++++ Provided data
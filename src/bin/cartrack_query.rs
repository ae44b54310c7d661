//! Print tracking records stored by `cartrack`.

use std::path::PathBuf;
use std::process::ExitCode;

use anyhow::{Context, Result};
use clap::Parser;
use tracing_subscriber::EnvFilter;

use cartrack_rs::report::{format_records, format_tables};
use cartrack_rs::storage::DEFAULT_DATABASE;
use cartrack_rs::{SqliteStore, TrackingStore};

/// Query a tracking database
#[derive(Parser, Debug)]
#[command(author, version, about, long_about = None)]
struct Args {
    #[arg(long, default_value = DEFAULT_DATABASE)]
    database: PathBuf,

    /// Only show records of this object
    #[arg(long)]
    object_id: Option<u64>,

    /// List the tables in the database instead
    #[arg(long)]
    tables: bool,
}

fn run(args: Args) -> Result<()> {
    let store = SqliteStore::open_read_only(&args.database)
        .with_context(|| format!("failed to open {}", args.database.display()))?;

    let output = if args.tables {
        format_tables(&store.list_tables()?)
    } else {
        let records = match args.object_id {
            Some(id) => store.fetch_for_object(id)?,
            None => store.fetch_all()?,
        };
        format_records(&records)
    };
    print!("{output}");

    store.close()?;
    Ok(())
}

fn main() -> ExitCode {
    tracing_subscriber::fmt()
        .with_env_filter(EnvFilter::from_default_env())
        .with_writer(std::io::stderr)
        .init();

    match run(Args::parse()) {
        Ok(()) => ExitCode::SUCCESS,
        Err(err) => {
            eprintln!("Error: {err:#}");
            ExitCode::FAILURE
        }
    }
}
++++++++
* **Exercise details**
Reproduce all of the records, keeping every character unchanged.

* **Output**
filename src/bin/cartrack_query.rs
repository ae44b54310c7d661
//! Print tracking records stored by `cartrack`.

use std::path::PathBuf;
use std::process::ExitCode;

use anyhow::{Context, Result};
use clap::Parser;
use tracing_subscriber::EnvFilter;

use cartrack_rs::report::{format_records, format_tables};
use cartrack_rs::storage::DEFAULT_DATABASE;
use cartrack_rs::{SqliteStore, TrackingStore};

/// Query a tracking database
#[derive(Parser, Debug)]
#[command(author, version, about, long_about = None)]
struct Args {
    #[arg(long, default_value = DEFAULT_DATABASE)]
    database: PathBuf,

    /// Only show records of this object
    #[arg(long)]
    object_id: Option<u64>,

    /// List the tables in the database instead
    #[arg(long)]
    tables: bool,
}

fn run(args: Args) -> Result<()> {
    let store = SqliteStore::open_read_only(&args.database)
        .with_context(|| format!("failed to open {}", args.database.display()))?;

    let output = if args.tables {
        format_tables(&store.list_tables()?)
    } else {
        let records = match args.object_id {
            Some(id) => store.fetch_for_object(id)?,
            None => store.fetch_all()?,
        };
        format_records(&records)
    };
    print!("{output}");

    store.close()?;
    Ok(())
}

fn main() -> ExitCode {
    tracing_subscriber::fmt()
        .with_env_filter(EnvFilter::from_default_env())
        .with_writer(std::io::stderr)
        .init();

    match run(Args::parse()) {
        Ok(()) => ExitCode::SUCCESS,
        Err(err) => {
            eprintln!("Error: {err:#}");
            ExitCode::FAILURE
        }
    }
}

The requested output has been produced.